(Exercise inputs Opens)

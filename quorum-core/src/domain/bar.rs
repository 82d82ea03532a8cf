//! MarketBar and MarketSeries — the market data units every strategy consumes.

use chrono::{DateTime, Utc};
use serde::{Deserialize, Serialize};
use thiserror::Error;

/// OHLCV bar for a single symbol at a single timestamp.
#[derive(Debug, Clone, PartialEq, Serialize, Deserialize)]
pub struct MarketBar {
    pub timestamp: DateTime<Utc>,
    pub open: f64,
    pub high: f64,
    pub low: f64,
    pub close: f64,
    pub volume: f64,
}

/// Why a bar was rejected by `MarketBar::check`.
#[derive(Debug, Clone, PartialEq, Error)]
pub enum BarError {
    #[error("non-finite value in bar at {0}")]
    NonFinite(DateTime<Utc>),
    #[error("non-positive price in bar at {0}")]
    NonPositivePrice(DateTime<Utc>),
    #[error("inconsistent OHLC range in bar at {0}")]
    InconsistentRange(DateTime<Utc>),
    #[error("negative volume in bar at {0}")]
    NegativeVolume(DateTime<Utc>),
}

impl MarketBar {
    pub fn new(
        timestamp: DateTime<Utc>,
        open: f64,
        high: f64,
        low: f64,
        close: f64,
        volume: f64,
    ) -> Self {
        Self {
            timestamp,
            open,
            high,
            low,
            close,
            volume,
        }
    }

    /// OHLCV sanity check: finite, positive prices, high/low enclose open/close.
    pub fn check(&self) -> Result<(), BarError> {
        let values = [self.open, self.high, self.low, self.close, self.volume];
        if values.iter().any(|v| !v.is_finite()) {
            return Err(BarError::NonFinite(self.timestamp));
        }
        if self.open <= 0.0 || self.high <= 0.0 || self.low <= 0.0 || self.close <= 0.0 {
            return Err(BarError::NonPositivePrice(self.timestamp));
        }
        if self.high < self.low
            || self.high < self.open.max(self.close)
            || self.low > self.open.min(self.close)
        {
            return Err(BarError::InconsistentRange(self.timestamp));
        }
        if self.volume < 0.0 {
            return Err(BarError::NegativeVolume(self.timestamp));
        }
        Ok(())
    }

    pub fn is_sane(&self) -> bool {
        self.check().is_ok()
    }
}

/// A validated, timestamp-ascending bar series.
///
/// Construction sorts by timestamp, keeps the last bar for duplicate
/// timestamps and drops bars that fail `MarketBar::check`. Strategies only
/// accept `&MarketSeries`, so they never see an unordered series.
/// Serializes as a plain bar list; deserializing goes through `new`.
#[derive(Debug, Clone, Default, Serialize, Deserialize)]
#[serde(from = "Vec<MarketBar>", into = "Vec<MarketBar>")]
pub struct MarketSeries {
    bars: Vec<MarketBar>,
    rejected: usize,
}

impl MarketSeries {
    pub fn new(mut bars: Vec<MarketBar>) -> Self {
        let before = bars.len();
        bars.retain(MarketBar::is_sane);
        // Stable sort keeps arrival order among equal timestamps, so the
        // dedup below keeps the last one that arrived.
        bars.sort_by_key(|b| b.timestamp);
        let mut deduped: Vec<MarketBar> = Vec::with_capacity(bars.len());
        for bar in bars {
            match deduped.last_mut() {
                Some(last) if last.timestamp == bar.timestamp => *last = bar,
                _ => deduped.push(bar),
            }
        }
        let rejected = before - deduped.len();
        Self {
            bars: deduped,
            rejected,
        }
    }

    pub fn bars(&self) -> &[MarketBar] {
        &self.bars
    }

    pub fn len(&self) -> usize {
        self.bars.len()
    }

    pub fn is_empty(&self) -> bool {
        self.bars.is_empty()
    }

    /// Number of input bars dropped as invalid or duplicate.
    pub fn rejected(&self) -> usize {
        self.rejected
    }

    pub fn last(&self) -> Option<&MarketBar> {
        self.bars.last()
    }

    pub fn closes(&self) -> Vec<f64> {
        self.bars.iter().map(|b| b.close).collect()
    }

    pub fn volumes(&self) -> Vec<f64> {
        self.bars.iter().map(|b| b.volume).collect()
    }
}

impl From<Vec<MarketBar>> for MarketSeries {
    fn from(bars: Vec<MarketBar>) -> Self {
        Self::new(bars)
    }
}

impl From<MarketSeries> for Vec<MarketBar> {
    fn from(series: MarketSeries) -> Self {
        series.bars
    }
}

#[cfg(test)]
mod tests {
    use super::*;
    use chrono::{Duration, TimeZone};

    fn ts(i: i64) -> DateTime<Utc> {
        Utc.with_ymd_and_hms(2024, 1, 2, 0, 0, 0).unwrap() + Duration::days(i)
    }

    fn sample_bar(i: i64, close: f64) -> MarketBar {
        MarketBar::new(ts(i), close, close + 1.0, close - 1.0, close, 1_000.0)
    }

    #[test]
    fn bar_is_sane() {
        assert!(sample_bar(0, 100.0).is_sane());
    }

    #[test]
    fn bar_detects_nan() {
        let mut bar = sample_bar(0, 100.0);
        bar.open = f64::NAN;
        assert_eq!(bar.check(), Err(BarError::NonFinite(ts(0))));
    }

    #[test]
    fn bar_detects_inverted_range() {
        let mut bar = sample_bar(0, 100.0);
        bar.high = 98.0;
        assert!(matches!(bar.check(), Err(BarError::InconsistentRange(_))));
    }

    #[test]
    fn series_sorts_by_timestamp() {
        let series = MarketSeries::new(vec![
            sample_bar(2, 102.0),
            sample_bar(0, 100.0),
            sample_bar(1, 101.0),
        ]);
        assert_eq!(series.closes(), vec![100.0, 101.0, 102.0]);
        assert_eq!(series.rejected(), 0);
    }

    #[test]
    fn series_keeps_last_duplicate_and_drops_invalid() {
        let mut bad = sample_bar(3, 50.0);
        bad.close = -1.0;
        let series = MarketSeries::new(vec![
            sample_bar(0, 100.0),
            sample_bar(1, 101.0),
            sample_bar(1, 111.0),
            bad,
        ]);
        assert_eq!(series.closes(), vec![100.0, 111.0]);
        assert_eq!(series.rejected(), 2);
    }

    #[test]
    fn deserialized_series_is_sorted_and_validated() {
        let mut bad = sample_bar(2, 60.0);
        bad.close = -5.0;
        bad.volume = -1.0;
        let json = serde_json::to_string(&vec![
            sample_bar(1, 100.0),
            sample_bar(0, 50.0),
            bad,
        ])
        .unwrap();

        let series: MarketSeries = serde_json::from_str(&json).unwrap();
        assert_eq!(series.closes(), vec![50.0, 100.0]);
        assert_eq!(series.rejected(), 1);

        let again: MarketSeries =
            serde_json::from_str(&serde_json::to_string(&series).unwrap()).unwrap();
        assert_eq!(again.bars(), series.bars());
    }

    #[test]
    fn bar_serialization_roundtrip() {
        let bar = sample_bar(0, 100.0);
        let json = serde_json::to_string(&bar).unwrap();
        let deser: MarketBar = serde_json::from_str(&json).unwrap();
        assert_eq!(bar, deser);
    }
}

(Exercise inputs Closes)

## Task to complete:
Please print verbatim each line from the first line of the entries above to the line that contains "if self.open <= 0.0", inclusive, and nothing more.

## Written solution:
filename quorum-core/src/domain/bar.rs
repository 82d82ea03532a8cf
//! MarketBar and MarketSeries — the market data units every strategy consumes.

use chrono::{DateTime, Utc};
use serde::{Deserialize, Serialize};
use thiserror::Error;

/// OHLCV bar for a single symbol at a single timestamp.
#[derive(Debug, Clone, PartialEq, Serialize, Deserialize)]
pub struct MarketBar {
    pub timestamp: DateTime<Utc>,
    pub open: f64,
    pub high: f64,
    pub low: f64,
    pub close: f64,
    pub volume: f64,
}

/// Why a bar was rejected by `MarketBar::check`.
#[derive(Debug, Clone, PartialEq, Error)]
pub enum BarError {
    #[error("non-finite value in bar at {0}")]
    NonFinite(DateTime<Utc>),
    #[error("non-positive price in bar at {0}")]
    NonPositivePrice(DateTime<Utc>),
    #[error("inconsistent OHLC range in bar at {0}")]
    InconsistentRange(DateTime<Utc>),
    #[error("negative volume in bar at {0}")]
    NegativeVolume(DateTime<Utc>),
}

impl MarketBar {
    pub fn new(
        timestamp: DateTime<Utc>,
        open: f64,
        high: f64,
        low: f64,
        close: f64,
        volume: f64,
    ) -> Self {
        Self {
            timestamp,
            open,
            high,
            low,
            close,
            volume,
        }
    }

    /// OHLCV sanity check: finite, positive prices, high/low enclose open/close.
    pub fn check(&self) -> Result<(), BarError> {
        let values = [self.open, self.high, self.low, self.close, self.volume];
        if values.iter().any(|v| !v.is_finite()) {
            return Err(BarError::NonFinite(self.timestamp));
        }
        if self.open <= 0.0 || self.high <= 0.0 || self.low <= 0.0 || self.close <= 0.0 {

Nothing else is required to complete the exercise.